Mr. Darcy's Daughters – by Elizabeth Aston (2003)

- Set in 1818, twenty years after the conclusion of Pride and Prejudice, Mr. Darcy's Daughters deals with fleshing out the stories of Mr. Darcy's five daughters during their leave from Pemberley for London while their parents are out of the country. Much of the novel involves the romantic lives and coming of age adventures of the young women, but numerous subplots bring back former characters from Austen's original work, such as the Gardiner family, as well as their mother Elizabeth's rival Caroline Bingley.

Confessions of a Jane Austen Addict – by Laurie Viera Rigler (2007)

- A young woman named Courtney is transported in her sleep out of her apartment in Los Angeles, and into the body of an English woman in the year 1813. As a ravenous fan of Austen's work in her own life, she quickly assimilates into the world around her. Her love for the romantic ideals of her new-found environment clashes with the reality of everyday life in 19th-century England, stock full of chamber pots and economically driven marriage.
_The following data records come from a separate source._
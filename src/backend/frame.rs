// Frame lifecycle
//
// begin_frame / end_frame and the swapchain recreation they may trigger.
// The loop is single threaded; only resize notifications arrive from other
// threads, through a `ResizeHandle`.

use ash::vk;
use parking_lot::Mutex;
use std::sync::atomic::{AtomicU64, Ordering};
use std::sync::Arc;

use super::command::{BeginFlags, CommandBuffer, CommandBufferState};
use super::gpu::{AcquireOutcome, GpuDevice, PresentOutcome, QueueRole, Submission};
use super::renderpass::{RenderPassHandle, TargetSources};
use super::Backend;
use crate::context::RendererEvent;
use crate::error::{Error, Result};

/// Result of `begin_frame`. Anything but `Ready` means "skip this frame".
///
/// Swapchain recreation runs inside `begin_frame`/`end_frame` under the
/// backend's `&mut` borrow, so no caller can observe a rebuild in progress.
#[derive(Debug, Clone, Copy, PartialEq, Eq)]
pub enum FrameStatus {
    /// Recording has begun; draw, then call `end_frame`.
    Ready,
    /// The swapchain was rebuilt for a new framebuffer size.
    Resized,
    /// The framebuffer has a zero dimension; nothing can be presented.
    Minimized,
    /// Acquire reported the swapchain out of date; it has been rebuilt.
    SwapchainStale,
}

impl FrameStatus {
    pub fn is_ready(self) -> bool {
        self == FrameStatus::Ready
    }
}

struct ResizeState {
    generation: AtomicU64,
    size: Mutex<(u32, u32)>,
}

/// Delivers framebuffer size changes to the backend from any thread.
#[derive(Clone)]
pub struct ResizeHandle {
    state: Arc<ResizeState>,
}

impl ResizeHandle {
    pub(crate) fn new(width: u32, height: u32) -> Self {
        Self {
            state: Arc::new(ResizeState {
                generation: AtomicU64::new(0),
                size: Mutex::new((width, height)),
            }),
        }
    }

    /// Records the new size and bumps the size generation.
    pub fn resized(&self, width: u32, height: u32) {
        *self.state.size.lock() = (width, height);
        self.state.generation.fetch_add(1, Ordering::AcqRel);
        log::debug!("Framebuffer resized to {}x{}", width, height);
    }

    pub fn generation(&self) -> u64 {
        self.state.generation.load(Ordering::Acquire)
    }

    pub fn size(&self) -> (u32, u32) {
        *self.state.size.lock()
    }
}

impl<D: GpuDevice> Backend<D> {
    /// Starts a frame.
    ///
    /// Waits on the current slot's fence (backpressure), acquires a swap image,
    /// waits on whichever fence still owns that image, then resets and begins
    /// the image's command buffer. Resize and staleness are reported through
    /// [`FrameStatus`], never as errors.
    pub fn begin_frame(&mut self, delta_time: f32) -> Result<FrameStatus> {
        if self.frame_active {
            return Err(Error::InvalidState(
                "begin_frame called while a frame is in progress".to_string(),
            ));
        }
        self.delta_time = delta_time;

        let (width, height) = self.resize.size();
        if width == 0 || height == 0 {
            return Ok(FrameStatus::Minimized);
        }

        let generation = self.resize.generation();
        if generation != self.last_generation {
            self.device.wait_idle()?;
            self.recreate_swapchain(width, height, generation)?;
            return Ok(FrameStatus::Resized);
        }

        let slot = self.current_frame;
        let timeout = self.fence_timeout_ns;

        // Step 1: The slot's previous submission must be done
        self.sync.wait_frame(slot, timeout)?;

        // Step 2: Acquire the next swap image
        let acquired = self.swapchain.acquire_next_image(
            timeout,
            self.sync.image_available(slot),
            vk::Fence::null(),
        )?;
        let image_index = match acquired {
            AcquireOutcome::Acquired { index, suboptimal } => {
                if suboptimal {
                    log::debug!("Acquired image {} from a suboptimal swapchain", index);
                }
                index
            }
            AcquireOutcome::OutOfDate => {
                log::info!("Swapchain out of date at acquire, recreating");
                self.recreate_swapchain(width, height, generation)?;
                return Ok(FrameStatus::SwapchainStale);
            }
        };
        self.image_index = image_index;

        // Step 3: The image's command buffer may still belong to an older frame
        if let Err(e) = self.sync.wait_image(image_index as usize, timeout) {
            // The acquire signaled image_available and no submit will consume it
            self.sync.replace_image_available(slot)?;
            return Err(e);
        }

        // Step 4: Reset and begin recording
        let cmd = &mut self.command_buffers[image_index as usize];
        cmd.reset()?;
        cmd.begin(BeginFlags::default())?;

        // Step 5: Dynamic state from the current framebuffer size
        let extent = self.swapchain.extent();
        self.device.cmd_set_viewport(
            cmd.handle(),
            vk::Viewport {
                x: 0.0,
                y: 0.0,
                width: extent.width as f32,
                height: extent.height as f32,
                min_depth: 0.0,
                max_depth: 1.0,
            },
        );
        self.device.cmd_set_scissor(
            cmd.handle(),
            vk::Rect2D {
                offset: vk::Offset2D { x: 0, y: 0 },
                extent,
            },
        );

        self.frame_active = true;
        Ok(FrameStatus::Ready)
    }

    /// Ends recording, submits and presents the frame begun by `begin_frame`.
    pub fn end_frame(&mut self, delta_time: f32) -> Result<()> {
        if !self.frame_active {
            return Err(Error::InvalidState("end_frame called without begin_frame".to_string()));
        }
        self.frame_active = false;
        self.delta_time = delta_time;

        let slot = self.current_frame;
        let image = self.image_index as usize;
        let timeout = self.fence_timeout_ns;
        let cmd = &mut self.command_buffers[image];

        if cmd.state() == CommandBufferState::InRenderPass {
            log::warn!("end_frame closed a render pass that was left open");
            cmd.end_render_pass()?;
        }
        cmd.end()?;

        // Already waited in begin_frame; a no-op unless ownership changed since
        self.sync.wait_image(image, timeout)?;
        self.sync.claim_image(image, slot);
        self.sync.reset_frame(slot)?;

        self.device.queue_submit(
            QueueRole::Graphics,
            &Submission {
                command_buffer: cmd.handle(),
                wait: Some((
                    self.sync.image_available(slot),
                    vk::PipelineStageFlags::COLOR_ATTACHMENT_OUTPUT,
                )),
                signal: Some(self.sync.queue_complete(slot)),
                fence: Some(self.sync.fence(slot).handle()),
            },
        )?;
        cmd.mark_submitted()?;

        let outcome = self
            .swapchain
            .present(self.image_index, self.sync.queue_complete(slot))?;

        self.current_frame = (slot + 1) % self.sync.frames_in_flight();
        self.frame_number += 1;

        match outcome {
            PresentOutcome::Presented => Ok(()),
            PresentOutcome::Suboptimal | PresentOutcome::OutOfDate => {
                log::info!("Swapchain {:?} at present, recreating", outcome);
                let (width, height) = self.resize.size();
                if width == 0 || height == 0 {
                    return Ok(());
                }
                let generation = self.resize.generation();
                self.recreate_swapchain(width, height, generation)
            }
        }
    }

    /// Rebuilds the swapchain and everything sized by it.
    ///
    /// `current_frame` keeps counting across the rebuild; the in-flight fences
    /// are untouched, only image ownership is forgotten.
    fn recreate_swapchain(&mut self, width: u32, height: u32, generation: u64) -> Result<()> {
        let result = self.rebuild_swapchain(width, height, generation);
        if let Err(e) = &result {
            log::error!("Swapchain recreation failed: {}", e);
        }
        result
    }

    fn rebuild_swapchain(&mut self, width: u32, height: u32, generation: u64) -> Result<()> {
        self.device.wait_idle()?;

        // Framebuffers reference the old views
        for handle in self.render_passes.handles() {
            if let Some(pass) = self.render_passes.get_mut(handle) {
                if pass.config().uses_default_source() {
                    pass.clear_targets();
                }
            }
        }

        self.swapchain.recreate(width, height)?;
        let image_count = self.swapchain.image_count();
        self.sync.reset_images(image_count);

        self.command_buffers.clear();
        for _ in 0..image_count {
            self.command_buffers
                .push(CommandBuffer::allocate(self.device.clone(), true)?);
        }

        self.regenerate_window_targets()?;
        self.last_generation = generation;

        let extent = self.swapchain.extent();
        self.context
            .events
            .emit(RendererEvent::DefaultRenderTargetsRefreshRequired {
                width: extent.width,
                height: extent.height,
            });
        Ok(())
    }

    /// Rebuilds targets of passes whose attachments all come from the swapchain.
    pub(super) fn regenerate_window_targets(&mut self) -> Result<()> {
        let sources = TargetSources {
            swapchain_views: self.swapchain.image_views(),
            depth_view: self.swapchain.depth_view(),
            offscreen: &[],
            extent: self.swapchain.extent(),
        };
        for handle in self.render_passes.handles() {
            if let Some(pass) = self.render_passes.get_mut(handle) {
                if pass.config().is_window_bound() {
                    pass.regenerate_targets(&sources)?;
                }
            }
        }
        Ok(())
    }

    /// Begins `pass` on target `target_index` in the current frame's command buffer.
    pub fn begin_render_pass(&mut self, pass: RenderPassHandle, target_index: usize) -> Result<()> {
        let cmd = self.frame_command_buffer_index()?;
        let render_pass = self
            .render_passes
            .get(pass)
            .ok_or_else(|| Error::InvalidHandle(format!("render pass {:?}", pass)))?;
        let target = render_pass.target(target_index).ok_or_else(|| {
            Error::InvalidState(format!(
                "render pass '{}' has no target {}",
                render_pass.config().name,
                target_index
            ))
        })?;
        let area = render_pass.render_area(target);
        self.command_buffers[cmd].begin_render_pass(
            render_pass.handle(),
            target.framebuffer(),
            area,
            render_pass.clear_values(),
        )
    }

    pub fn end_render_pass(&mut self) -> Result<()> {
        let cmd = self.frame_command_buffer_index()?;
        self.command_buffers[cmd].end_render_pass()
    }

    fn frame_command_buffer_index(&self) -> Result<usize> {
        if !self.frame_active {
            return Err(Error::InvalidState("no frame is being recorded".to_string()));
        }
        Ok(self.image_index as usize)
    }

    /// Command buffer of the frame being recorded.
    pub fn current_command_buffer(&self) -> Option<vk::CommandBuffer> {
        self.frame_active
            .then(|| self.command_buffers[self.image_index as usize].handle())
    }

    pub fn resized(&self, width: u32, height: u32) {
        self.resize.resized(width, height);
    }

    pub fn resize_handle(&self) -> ResizeHandle {
        self.resize.clone()
    }

    pub fn framebuffer_size(&self) -> (u32, u32) {
        self.resize.size()
    }

    pub fn frame_in_progress(&self) -> bool {
        self.frame_active
    }

    /// Frame slot the next `begin_frame` uses.
    pub fn current_frame(&self) -> usize {
        self.current_frame
    }

    /// Frames presented so far.
    pub fn frame_number(&self) -> u64 {
        self.frame_number
    }

    pub fn delta_time(&self) -> f32 {
        self.delta_time
    }

    pub fn frames_in_flight(&self) -> usize {
        self.sync.frames_in_flight()
    }
}

#[cfg(test)]
mod tests {
    use super::*;

    #[test]
    fn resize_handle_bumps_generation() {
        let handle = ResizeHandle::new(800, 600);
        let other = handle.clone();
        assert_eq!(handle.generation(), 0);

        other.resized(1024, 768);
        assert_eq!(handle.generation(), 1);
        assert_eq!(handle.size(), (1024, 768));
    }

    #[test]
    fn only_ready_is_ready() {
        assert!(FrameStatus::Ready.is_ready());
        for status in [
            FrameStatus::Resized,
            FrameStatus::Minimized,
            FrameStatus::SwapchainStale,
        ] {
            assert!(!status.is_ready());
        }
    }
}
Mr. Fitzwilliam Darcy: The Last Man in the World – by Abigail Reynolds (2009)

- In this variation of Austen's Pride and Prejudice, Elizabeth Bennet is forced to marry Mr. Darcy after they are discovered in a seemingly compromising position when he makes his first proposal to her, and without the chance to learn that her dislike of him was based on lies. She tries to make the best of her situation by behaving in ways she thinks will please Darcy. As his frustration grows over the change in her behaviour, Elizabeth gradually discovers that her new husband is not the ill-tempered man she believed him to be, and is the best husband in the world for her.

Pride and Prejudice and Zombies – by Seth Grahame-Smith (2009)

- A work in which a modern tale of zombie fiction is overlaid on the original story of Pride and Prejudice by Jane Austen. In this alternate universe, zombies have come to inhabit the landscape of Austen's original novel, and provide new wrinkles and twists to the plot, as well as a great deal of comedic relief such as portraying Elizabeth Bennet and her four sisters as masters of martial arts. The novel was well received by readers, and was third on the New York Times Best Seller list. In 2016, a film based on Pride and Prejudice and Zombies was released starring Lily James as Elizabeth and Sam Riley as Mr. Darcy.

Sense and Sensibility and Sea Monsters – by Ben H. Winters (2009)

- In a similar vein as Pride and Prejudice and Zombies, Sense and Sensibility and Sea Monsters lays numerous allusions and motifs commonly associated with tales of sea monsters on top of Jane Austen's original tale, Sense and Sensibility. The sea monster elements are woven into the story as an alternate means of driving plot events such as the deaths of certain characters.

Death Comes to Pemberley – by P D James (2011)

- A sequel to Pride and Prejudice, this continues the story of Darcy and Elizabeth and some of the other characters from the original novel six years later, within the framework of a mystery story based on a murder at Pemberley.

Longbourn -- by Jo Baker (2014)
- As a New York Times best selling novel, Longbourn follows the story of an orphaned girl named Sarah who is one of the housemaids to the Bennett family from Jane Austen's Pride and Prejudice.
The Other Bennet Sister – by Janice Hadlow (2020)

- The novel begins retells events from Pride and Prejudice from Mary Bennet’s perspective. Unlike her sisters, Mary is socially awkward, bookish and overshadowed by her sisters. The novel was adapted into a television series of the same name which premiered in March 2026.